Records from a collection

━━━━━━━━━━

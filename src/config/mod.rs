//! Configuration management
//!
//! TOML configuration with:
//! - Environment variable substitution (`${VAR_NAME}`)
//! - `DATA_CLEANER_*` environment overrides
//! - Default values for every setting
//! - Validation on load
//!
//! # Example Configuration
//!
//! ```toml
//! format_libraries = ["formats/people.toml"]
//!
//! [generators]
//! defaults = true
//! seed = 42
//!
//! [logging]
//! level = "info"
//! json = false
//! local_enabled = true
//! local_path = "${DATA_CLEANER_LOG_DIR}"
//!
//! [audit]
//! enabled = true
//! log_path = "./audit/cleaner.log"
//! ```

pub mod loader;
pub mod schema;

pub use loader::{load_config, load_config_str, substitute_env_vars};
pub use schema::{AuditConfig, CleanerConfig, GeneratorConfig, LoggingConfig};
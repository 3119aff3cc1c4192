//! Domain error types
//!
//! This module defines the error hierarchy for the cleaner. Structural errors
//! (missing formats, unknown generators, missing instances) are programmer
//! errors and are never retried. Errors raised by user-supplied callables pass
//! through [`CleanerError::Callback`] without being rewrapped.

use thiserror::Error;

/// Main cleaner error type
#[derive(Debug, Error)]
pub enum CleanerError {
    /// No format declared for a type, or the attribute is missing from it
    #[error("No format declared for type '{type_name}'{}", describe_attribute(.attribute))]
    NoFormatDeclared {
        type_name: String,
        attribute: Option<String>,
    },

    /// A generator recipe names a generator that was never registered
    #[error("Unknown generator: {0}")]
    UnknownGenerator(String),

    /// An instance-dependent recipe was resolved without an instance
    #[error("An instance is required to resolve {0}")]
    MissingInstance(String),

    /// A generator rejected its arguments
    #[error("Invalid argument for generator '{generator}': {reason}")]
    InvalidArgument { generator: String, reason: String },

    /// The record has no attribute with this name
    #[error("Type '{type_name}' has no attribute '{attribute}'")]
    UnknownAttribute { type_name: String, attribute: String },

    /// The record refused the resolved value for an attribute
    #[error("Cannot assign to '{type_name}.{attribute}': {reason}")]
    InvalidAttributeValue {
        type_name: String,
        attribute: String,
        reason: String,
    },

    /// A value could not be converted into the requested Rust type
    #[error("Expected {expected}, found {found}")]
    TypeMismatch {
        expected: &'static str,
        found: String,
    },

    /// Configuration or format library errors
    #[error("Configuration error: {0}")]
    Configuration(String),

    /// I/O errors
    #[error("I/O error: {0}")]
    Io(String),

    /// Serialization/deserialization errors
    #[error("Serialization error: {0}")]
    Serialization(String),

    /// Errors raised inside user callables and generators
    #[error(transparent)]
    Callback(#[from] anyhow::Error),
}

fn describe_attribute(attribute: &Option<String>) -> String {
    match attribute {
        Some(name) => format!(" with attribute '{name}'"),
        None => String::new(),
    }
}

impl CleanerError {
    /// Creates a [`CleanerError::NoFormatDeclared`] for a whole type
    pub fn no_format(type_name: impl Into<String>) -> Self {
        Self::NoFormatDeclared {
            type_name: type_name.into(),
            attribute: None,
        }
    }

    /// Creates an [`CleanerError::InvalidArgument`]
    pub fn invalid_argument(generator: impl Into<String>, reason: impl Into<String>) -> Self {
        Self::InvalidArgument {
            generator: generator.into(),
            reason: reason.into(),
        }
    }
}

impl From<std::io::Error> for CleanerError {
    fn from(err: std::io::Error) -> Self {
        CleanerError::Io(err.to_string())
    }
}

impl From<serde_json::Error> for CleanerError {
    fn from(err: serde_json::Error) -> Self {
        CleanerError::Serialization(err.to_string())
    }
}

impl From<toml::de::Error> for CleanerError {
    fn from(err: toml::de::Error) -> Self {
        CleanerError::Configuration(format!("TOML parse error: {err}"))
    }
}
//! Registry of declared formats and generators
//!
//! The registry is an owned value rather than global state: build it once at
//! startup (or per test), then hand it to a [`Cleaner`](crate::cleaner::Cleaner).
//! It does no locking; hosts that share it across threads wrap it themselves.

use super::builder::{Format, FormatBuilder};
use super::recipe::Recipe;
use crate::config::CleanerConfig;
use crate::domain::{Result, Value};
use crate::generators::faker::{default_generators, shared_rng};
use crate::generators::{Generator, GeneratorLookup};
use std::collections::hash_map::Entry;
use std::collections::HashMap;
use std::fmt;
use std::sync::Arc;
use tracing::{debug, info, warn};

/// Mapping from type name to [`Format`] and from name to [`Generator`]
#[derive(Default)]
pub struct FormatRegistry {
    formats: HashMap<String, Format>,
    generators: HashMap<String, Arc<dyn Generator>>,
}

impl FormatRegistry {
    /// Create an empty registry with no formats and no generators
    pub fn new() -> Self {
        Self::default()
    }

    /// Create a registry from configuration
    ///
    /// Registers the default generators (unless disabled) and declares every
    /// format found in the configured format libraries, in order.
    ///
    /// # Errors
    ///
    /// Returns an error if a format library cannot be read or parsed.
    pub fn init(config: &CleanerConfig) -> Result<Self> {
        let mut registry = Self::new();

        if config.generators.defaults {
            registry.register_default_generators(config.generators.seed);
        }

        for path in &config.format_libraries {
            registry.load_format_library(path)?;
        }

        info!(
            formats = registry.formats.len(),
            generators = registry.generators.len(),
            seeded = config.generators.seed.is_some(),
            "Format registry initialized"
        );

        Ok(registry)
    }

    /// Register the faker-backed generators, seeded when `seed` is given
    pub fn register_default_generators(&mut self, seed: Option<u64>) {
        let rng = shared_rng(seed);
        for (name, generator) in default_generators(&rng) {
            self.insert_generator(name, generator);
        }
    }

    /// Remove every format and generator
    pub fn reset(&mut self) {
        debug!(
            formats = self.formats.len(),
            generators = self.generators.len(),
            "Resetting format registry"
        );
        self.formats.clear();
        self.generators.clear();
    }

    /// Declare the format for `type_name`, replacing any earlier declaration
    pub fn declare_format<F>(&mut self, type_name: impl Into<String>, build: F) -> &Format
    where
        F: FnOnce(&mut FormatBuilder),
    {
        let mut builder = FormatBuilder::new(type_name);
        build(&mut builder);
        self.insert_format(builder.build())
    }

    /// Store a finished format under its type name
    pub fn insert_format(&mut self, format: Format) -> &Format {
        debug!(
            type_name = %format.type_name(),
            attributes = format.len(),
            "Declaring format"
        );

        match self.formats.entry(format.type_name().to_string()) {
            Entry::Occupied(mut slot) => {
                warn!(type_name = %format.type_name(), "Replacing existing format");
                slot.insert(format);
                slot.into_mut()
            }
            Entry::Vacant(slot) => slot.insert(format),
        }
    }

    pub fn format(&self, type_name: &str) -> Option<&Format> {
        self.formats.get(type_name)
    }

    /// Recipe declared for `attribute` on `type_name`
    pub fn attribute_recipe(&self, type_name: &str, attribute: &str) -> Option<&Recipe> {
        self.format(type_name)?.attribute(attribute)
    }

    /// Remove the format for `type_name`
    pub fn clear_format(&mut self, type_name: &str) -> Option<Format> {
        self.formats.remove(type_name)
    }

    /// Declared type names, sorted
    pub fn type_names(&self) -> Vec<&str> {
        let mut names: Vec<&str> = self.formats.keys().map(String::as_str).collect();
        names.sort_unstable();
        names
    }

    /// Register a closure as a generator, replacing any earlier one
    pub fn register_generator<F>(&mut self, name: impl Into<String>, generator: F)
    where
        F: Fn(&[Value]) -> Result<Value> + Send + Sync + 'static,
    {
        self.insert_generator(name, Arc::new(generator));
    }

    /// Register a shared generator, replacing any earlier one
    pub fn insert_generator(&mut self, name: impl Into<String>, generator: Arc<dyn Generator>) {
        let name = name.into();
        if self.generators.insert(name.clone(), generator).is_some() {
            debug!(generator = %name, "Replacing existing generator");
        }
    }

    /// Registered generator names, sorted
    pub fn generator_names(&self) -> Vec<&str> {
        let mut names: Vec<&str> = self.generators.keys().map(String::as_str).collect();
        names.sort_unstable();
        names
    }
}

impl GeneratorLookup for FormatRegistry {
    fn generator(&self, name: &str) -> Option<&dyn Generator> {
        self.generators.get(name).map(|generator| generator.as_ref())
    }
}

impl fmt::Debug for FormatRegistry {
    fn fmt(&self, f: &mut fmt::Formatter<'_>) -> fmt::Result {
        f.debug_struct("FormatRegistry")
            .field("formats", &self.type_names())
            .field("generators", &self.generator_names())
            .finish()
    }
}

#[cfg(test)]
mod tests {
    use super::*;
    use crate::generators::faker::DEFAULT_GENERATOR_NAMES;

    #[test]
    fn test_new_registry_is_empty() {
        let registry = FormatRegistry::new();
        assert!(registry.type_names().is_empty());
        assert!(registry.generator_names().is_empty());
    }

    #[test]
    fn test_declare_and_lookup() {
        let mut registry = FormatRegistry::new();
        let format = registry.declare_format("TopSecret", |f| {
            f.literal("name", "Ford Prefect");
        });
        assert_eq!(format.len(), 1);

        assert!(registry.format("TopSecret").is_some());
        assert!(registry.attribute_recipe("TopSecret", "name").is_some());
        assert!(registry.attribute_recipe("TopSecret", "email").is_none());
        assert!(registry.attribute_recipe("Other", "name").is_none());
    }

    #[test]
    fn test_redeclaring_replaces_format() {
        let mut registry = FormatRegistry::new();
        registry.declare_format("TopSecret", |f| {
            f.literal("name", "Ford Prefect").literal("email", "ford@betelgeuse.net");
        });
        registry.declare_format("TopSecret", |f| {
            f.literal("name", "Zaphod");
        });

        assert_eq!(registry.format("TopSecret").map(Format::len), Some(1));
        assert!(registry.attribute_recipe("TopSecret", "email").is_none());
    }

    #[test]
    fn test_clear_format_and_reset() {
        let mut registry = FormatRegistry::new();
        registry.register_default_generators(Some(1));
        registry.declare_format("A", |f| {
            f.literal("x", 1);
        });
        registry.declare_format("B", |f| {
            f.literal("y", 2);
        });

        assert!(registry.clear_format("A").is_some());
        assert_eq!(registry.type_names(), ["B"]);

        registry.reset();
        assert!(registry.type_names().is_empty());
        assert!(registry.generator("first_name").is_none());
    }

    #[test]
    fn test_register_generator_overwrites() {
        let mut registry = FormatRegistry::new();
        registry.register_generator("answer", |_| Ok(Value::Int(41)));
        registry.register_generator("answer", |_| Ok(Value::Int(42)));

        let generator = registry.generator("answer").unwrap();
        assert_eq!(generator.generate(&[]).unwrap(), Value::Int(42));
    }

    #[test]
    fn test_default_generators_registered() {
        let mut registry = FormatRegistry::new();
        registry.register_default_generators(None);
        assert_eq!(registry.generator_names().len(), DEFAULT_GENERATOR_NAMES.len());
    }

    #[test]
    fn test_init_without_defaults() {
        let mut config = CleanerConfig::default();
        config.generators.defaults = false;
        let registry = FormatRegistry::init(&config).unwrap();
        assert!(registry.generator_names().is_empty());
    }
}
//! Logging and observability
//!
//! The library itself only emits `tracing` events; hosts that want them on
//! the console or on disk call [`init_logging`] once at startup.
//!
//! ```no_run
//! use data_cleaner::config::LoggingConfig;
//! use data_cleaner::logging::init_logging;
//!
//! let _guard = init_logging(&LoggingConfig::default())?;
//! # Ok::<(), data_cleaner::domain::CleanerError>(())
//! ```

pub mod structured;

pub use structured::{init_logging, parse_log_level, LoggingGuard};
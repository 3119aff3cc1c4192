//! JSON-backed records for cleaning data exports

use super::errors::CleanerError;
use super::record::Record;
use super::result::Result;
use super::value::Value;
use serde_json::Map;

/// A JSON object paired with the type name used to pick its format
///
/// Top-level scalar members are addressable attributes. Nested arrays and
/// objects are left untouched and read as absent.
#[derive(Debug, Clone, PartialEq)]
pub struct JsonRecord {
    type_name: String,
    fields: Map<String, serde_json::Value>,
}

impl JsonRecord {
    pub fn new(type_name: impl Into<String>, fields: Map<String, serde_json::Value>) -> Self {
        Self {
            type_name: type_name.into(),
            fields,
        }
    }

    /// Wraps a JSON document, which must be an object
    pub fn from_json(type_name: impl Into<String>, document: serde_json::Value) -> Result<Self> {
        match document {
            serde_json::Value::Object(fields) => Ok(Self::new(type_name, fields)),
            other => Err(CleanerError::TypeMismatch {
                expected: "a JSON object",
                found: other.to_string(),
            }),
        }
    }

    /// Parses a JSON string into a record
    pub fn parse(type_name: impl Into<String>, json: &str) -> Result<Self> {
        let document: serde_json::Value = serde_json::from_str(json)?;
        Self::from_json(type_name, document)
    }

    pub fn fields(&self) -> &Map<String, serde_json::Value> {
        &self.fields
    }

    pub fn into_json(self) -> serde_json::Value {
        serde_json::Value::Object(self.fields)
    }
}

impl Record for JsonRecord {
    fn type_name(&self) -> &str {
        &self.type_name
    }

    fn get(&self, attribute: &str) -> Option<Value> {
        self.fields
            .get(attribute)
            .and_then(|json| Value::from_json(json).ok())
    }

    fn set(&mut self, attribute: &str, value: Value) -> Result<()> {
        self.fields.insert(attribute.to_string(), value.to_json());
        Ok(())
    }
}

━━━━━━━━━━

- WHAT IS EXPECTED
From the lines above, copy those that contain the word "Ford".

- TASK SOLUTION
            f.literal("name", "Ford Prefect");
            f.literal("name", "Ford Prefect").literal("email", "ford@betelgeuse.net");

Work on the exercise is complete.